Rahman ve Rahim olan Allah’ın adıyla
- Birbirlerine hangi şeyi sorup duruyorlar? [Nebe’ Suresi, 1]
- O büyük haberi mi? [Nebe’ Suresi, 2]
- Ki kendileri hakkında anlaşmazlık içindedirler. [Nebe’ Suresi, 3]
- Hayır; yakında bileceklerdir. [Nebe’ Suresi, 4]
- Yine hayır; yakında bileceklerdir. [Nebe’ Suresi, 5]
- Biz, yeryüzünü bir döşek kılmadık mı? [Nebe’ Suresi, 6]
- Dağları da birer kazık? [Nebe’ Suresi, 7]
- Sizi çift çift yarattık. [Nebe’ Suresi, 8]
- Uykunuzu bir dinlenme yaptık. [Nebe’ Suresi, 9]
- Geceyi bir örtü yaptık. [Nebe’ Suresi, 10]
- Gündüzü bir geçim-vakti kıldık. [Nebe’ Suresi, 11]
- Sizin üstünüze sapasağlam yedi-gök bina ettik. [Nebe’ Suresi, 12]
- Parıldadıkça parıldayan bir kandil (güneş) kıldık. [Nebe’ Suresi, 13]
- Sıkıp suyu çıkaran (bulut)lardan ‘bardaktan boşanırcasına su’ indirdik. [Nebe’ Suresi, 14]
- Bununla taneler ve bitkiler bitirip-çıkaralım diye. [Nebe’ Suresi, 15]
- Ve birbirine sarmaş-dolaş bahçeleri de. [Nebe’ Suresi, 16]
- Şüphesiz o hüküm (fasl) günü, belirlenmiş bir vakittir. [Nebe’ Suresi, 17]
- Sur’a üfürüleceği gün, artık siz dalga dalga geleceksiniz. [Nebe’ Suresi, 18]
- O sırada gök açılmış ve kapı kapı olmuştur. [Nebe’ Suresi, 19]
- Dağlar yürütülmüş, artık bir serab oluvermiştir. [Nebe’ Suresi, 20]
- Gerçekten cehennem, bir gözetleme yeridir. [Nebe’ Suresi, 21]
- Taşkınlık edip-azanlar için son bir varış yeridir. [Nebe’ Suresi, 22]
- Bütün zamanlar boyunca içinde kalacaklardır. [Nebe’ Suresi, 23]

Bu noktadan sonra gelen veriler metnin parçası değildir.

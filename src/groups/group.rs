//! Groups: named, hierarchical sets of group keys.
//!
//! Each zone owns a `GroupTree`. A group inherits every key of its parent
//! chain. The hierarchy is kept acyclic: an edit that would close a loop is
//! rejected. The key closure of every group is memoized and recomputed for
//! the edited group and its descendants whenever own keys or a parent link
//! change, so permission checks are a single set lookup.

use std::collections::{BTreeMap, BTreeSet};

use rustc_hash::{FxHashMap, FxHashSet};
use serde::{Deserialize, Serialize};

use crate::core::ids::GroupKeyId;
use crate::error::{GroupError, GroupResult};

use super::key::keys;

/// Names of the groups every new zone starts with.
pub mod names {
    /// Anyone explicitly listed as a visitor.
    pub const VISITOR: &str = "visitor";
    /// Trusted players.
    pub const MEMBER: &str = "member";
    /// Zone owners.
    pub const OWNER: &str = "owner";
}

/// A named set of keys with an optional parent.
#[derive(Clone, Debug, PartialEq, Eq)]
pub struct Group {
    name: String,
    own_keys: BTreeSet<GroupKeyId>,
    parent: Option<String>,
}

impl Group {
    /// The group's name, unique within its tree.
    #[must_use]
    pub fn name(&self) -> &str {
        &self.name
    }

    /// Keys granted directly to this group.
    #[must_use]
    pub fn own_keys(&self) -> &BTreeSet<GroupKeyId> {
        &self.own_keys
    }

    /// The parent group's name.
    #[must_use]
    pub fn parent(&self) -> Option<&str> {
        self.parent.as_deref()
    }
}

/// A group together with its memoized key closure.
#[derive(Clone, Copy, Debug)]
pub struct GroupView<'a> {
    group: &'a Group,
    all_keys: &'a FxHashSet<GroupKeyId>,
}

impl<'a> GroupView<'a> {
    /// The group's name.
    #[must_use]
    pub fn name(&self) -> &'a str {
        &self.group.name
    }

    /// The parent group's name.
    #[must_use]
    pub fn parent(&self) -> Option<&'a str> {
        self.group.parent.as_deref()
    }

    /// Keys granted directly to this group.
    #[must_use]
    pub fn own_keys(&self) -> &'a BTreeSet<GroupKeyId> {
        &self.group.own_keys
    }

    /// Own keys plus every key of the parent chain.
    #[must_use]
    pub fn all_keys(&self) -> &'a FxHashSet<GroupKeyId> {
        self.all_keys
    }

    /// Check if the group holds `key`, directly or inherited.
    #[must_use]
    pub fn has_key(&self, key: &GroupKeyId) -> bool {
        self.all_keys.contains(key)
    }
}

/// Persisted form of one group.
#[derive(Clone, Debug, Default, PartialEq, Eq, Serialize, Deserialize)]
pub struct GroupRecord {
    /// Parent group name.
    #[serde(default, skip_serializing_if = "Option::is_none")]
    pub parent: Option<String>,
    /// Own keys.
    #[serde(default)]
    pub keys: BTreeSet<GroupKeyId>,
}

/// An acyclic group hierarchy with memoized key closures.
#[derive(Clone, Debug, Default, PartialEq, Eq)]
pub struct GroupTree {
    groups: BTreeMap<String, Group>,
    closures: FxHashMap<String, FxHashSet<GroupKeyId>>,
}

impl GroupTree {
    /// Create an empty tree.
    #[must_use]
    pub fn new() -> Self {
        Self::default()
    }

    /// The tree new zones start with: `visitor` <- `member` <- `owner`.
    #[must_use]
    pub fn standard() -> Self {
        let mut tree = Self::new();
        let layout: [(&str, Option<&str>, &[&str]); 3] = [
            (names::VISITOR, None, &[keys::ENTER_REGION][..]),
            (
                names::MEMBER,
                Some(names::VISITOR),
                &[
                    keys::BLOCK_BREAK,
                    keys::BLOCK_PLACE,
                    keys::INTERACT_DOOR,
                    keys::INTERACT_ITEM_FRAME,
                ][..],
            ),
            (names::OWNER, Some(names::MEMBER), &[keys::OWNER][..]),
        ];
        for (name, parent, own) in layout {
            tree.groups.insert(
                name.to_string(),
                Group {
                    name: name.to_string(),
                    own_keys: own.iter().map(|k| GroupKeyId::new(*k)).collect(),
                    parent: parent.map(str::to_string),
                },
            );
            tree.refresh(name);
        }
        tree
    }

    /// Build a tree from persisted groups. Parents may appear in any order.
    pub fn from_records(records: &BTreeMap<String, GroupRecord>) -> GroupResult<Self> {
        let mut tree = Self::new();
        let mut pending: Vec<(&String, &GroupRecord)> = records.iter().collect();
        let mut progress = true;

        while progress && !pending.is_empty() {
            progress = false;
            let mut waiting = Vec::new();
            for (name, record) in pending {
                let ready = record.parent.as_ref().map_or(true, |p| tree.contains(p));
                if ready {
                    tree.add_group(name.clone(), record.parent.as_deref())?;
                    for key in &record.keys {
                        tree.add_key(name, key.clone())?;
                    }
                    progress = true;
                } else {
                    waiting.push((name, record));
                }
            }
            pending = waiting;
        }

        if let Some((name, _)) = pending.first() {
            return Err(Self::blocked_by(records, name));
        }
        Ok(tree)
    }

    /// Why `start` could not be placed: its parent chain either reaches a
    /// group that does not exist or loops back on itself.
    fn blocked_by(records: &BTreeMap<String, GroupRecord>, start: &str) -> GroupError {
        let mut seen = BTreeSet::new();
        let mut current = start;
        loop {
            seen.insert(current);
            let Some(parent) = records.get(current).and_then(|r| r.parent.as_deref()) else {
                return GroupError::UnknownGroup(current.to_string());
            };
            if !records.contains_key(parent) {
                return GroupError::UnknownGroup(parent.to_string());
            }
            if seen.contains(parent) {
                return GroupError::CyclicGroupHierarchy {
                    group: current.to_string(),
                    parent: parent.to_string(),
                };
            }
            current = parent;
        }
    }

    /// Persisted form of every group.
    #[must_use]
    pub fn to_records(&self) -> BTreeMap<String, GroupRecord> {
        self.groups
            .iter()
            .map(|(name, group)| {
                (
                    name.clone(),
                    GroupRecord {
                        parent: group.parent.clone(),
                        keys: group.own_keys.clone(),
                    },
                )
            })
            .collect()
    }

    /// Add an empty group under `parent`.
    pub fn add_group(&mut self, name: impl Into<String>, parent: Option<&str>) -> GroupResult<()> {
        let name = name.into();
        if self.groups.contains_key(&name) {
            return Err(GroupError::DuplicateGroup(name));
        }
        if let Some(parent) = parent {
            if !self.groups.contains_key(parent) {
                return Err(GroupError::UnknownGroup(parent.to_string()));
            }
        }
        self.groups.insert(
            name.clone(),
            Group {
                name: name.clone(),
                own_keys: BTreeSet::new(),
                parent: parent.map(str::to_string),
            },
        );
        self.refresh(&name);
        Ok(())
    }

    /// Re-link `name` under `parent` (or make it a root).
    ///
    /// Rejected with `CyclicGroupHierarchy` if `parent` is `name` itself or
    /// one of its descendants.
    pub fn set_parent(&mut self, name: &str, parent: Option<&str>) -> GroupResult<()> {
        if !self.groups.contains_key(name) {
            return Err(GroupError::UnknownGroup(name.to_string()));
        }
        if let Some(parent) = parent {
            if !self.groups.contains_key(parent) {
                return Err(GroupError::UnknownGroup(parent.to_string()));
            }
            if self.lineage(parent).any(|ancestor| ancestor == name) {
                return Err(GroupError::CyclicGroupHierarchy {
                    group: name.to_string(),
                    parent: parent.to_string(),
                });
            }
        }
        if let Some(group) = self.groups.get_mut(name) {
            group.parent = parent.map(str::to_string);
        }
        self.refresh(name);
        Ok(())
    }

    /// Grant `key` to `name`. Returns false if it already held it directly.
    pub fn add_key(&mut self, name: &str, key: GroupKeyId) -> GroupResult<bool> {
        let group = self
            .groups
            .get_mut(name)
            .ok_or_else(|| GroupError::UnknownGroup(name.to_string()))?;
        let added = group.own_keys.insert(key);
        if added {
            self.refresh(name);
        }
        Ok(added)
    }

    /// Revoke a directly held key. Inherited keys are unaffected.
    pub fn remove_key(&mut self, name: &str, key: &GroupKeyId) -> GroupResult<bool> {
        let group = self
            .groups
            .get_mut(name)
            .ok_or_else(|| GroupError::UnknownGroup(name.to_string()))?;
        let removed = group.own_keys.remove(key);
        if removed {
            self.refresh(name);
        }
        Ok(removed)
    }

    /// Look up a group with its key closure.
    #[must_use]
    pub fn get(&self, name: &str) -> Option<GroupView<'_>> {
        let group = self.groups.get(name)?;
        let all_keys = self.closures.get(name)?;
        Some(GroupView { group, all_keys })
    }

    /// Own keys plus every inherited key of `name`.
    #[must_use]
    pub fn all_keys(&self, name: &str) -> Option<&FxHashSet<GroupKeyId>> {
        self.closures.get(name)
    }

    /// Check if a group exists.
    #[must_use]
    pub fn contains(&self, name: &str) -> bool {
        self.groups.contains_key(name)
    }

    /// Number of groups.
    #[must_use]
    pub fn len(&self) -> usize {
        self.groups.len()
    }

    /// Check if the tree has no groups.
    #[must_use]
    pub fn is_empty(&self) -> bool {
        self.groups.is_empty()
    }

    /// Iterate over groups in name order.
    pub fn iter(&self) -> impl Iterator<Item = GroupView<'_>> {
        self.groups.keys().filter_map(|name| self.get(name))
    }

    /// `name` followed by each of its ancestors, nearest first.
    pub fn lineage<'a>(&'a self, name: &'a str) -> impl Iterator<Item = &'a str> + 'a {
        let mut next = self.groups.get(name).map(|g| g.name.as_str());
        // The hierarchy is acyclic, but bound the walk by the group count anyway.
        let mut budget = self.groups.len();
        std::iter::from_fn(move || {
            let current = next?;
            if budget == 0 {
                return None;
            }
            budget -= 1;
            next = self.groups.get(current).and_then(|g| g.parent.as_deref());
            Some(current)
        })
    }

    /// Recompute the closure of `name` and every descendant, parents first.
    fn refresh(&mut self, name: &str) {
        let mut work = vec![name.to_string()];
        while let Some(current) = work.pop() {
            let Some(group) = self.groups.get(&current) else {
                continue;
            };
            let mut closure: FxHashSet<GroupKeyId> = group.own_keys.iter().cloned().collect();
            if let Some(inherited) = group.parent.as_ref().and_then(|p| self.closures.get(p)) {
                closure.extend(inherited.iter().cloned());
            }
            self.closures.insert(current.clone(), closure);
            work.extend(
                self.groups
                    .values()
                    .filter(|g| g.parent.as_deref() == Some(current.as_str()))
                    .map(|g| g.name.clone()),
            );
        }
    }
}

- Orada ne serinlik tadacaklar, ne bir içecek. [Nebe’ Suresi, 24]
- Kaynar sudan ve irinden başka. [Nebe’ Suresi, 25]
- (İşlediklerine) Uygun olan bir ceza olarak, [Nebe’ Suresi, 26]
- Doğrusu onlar, hesaba çekileceklerini ummuyorlardı. [Nebe’ Suresi, 27]
- Bizim ayetlerimizi yalanlayabildikleri kadar yalanlıyorlardı. [Nebe’ Suresi, 28]
- Oysa biz, her şeyi yazıp saymışızdır. [Nebe’ Suresi, 29]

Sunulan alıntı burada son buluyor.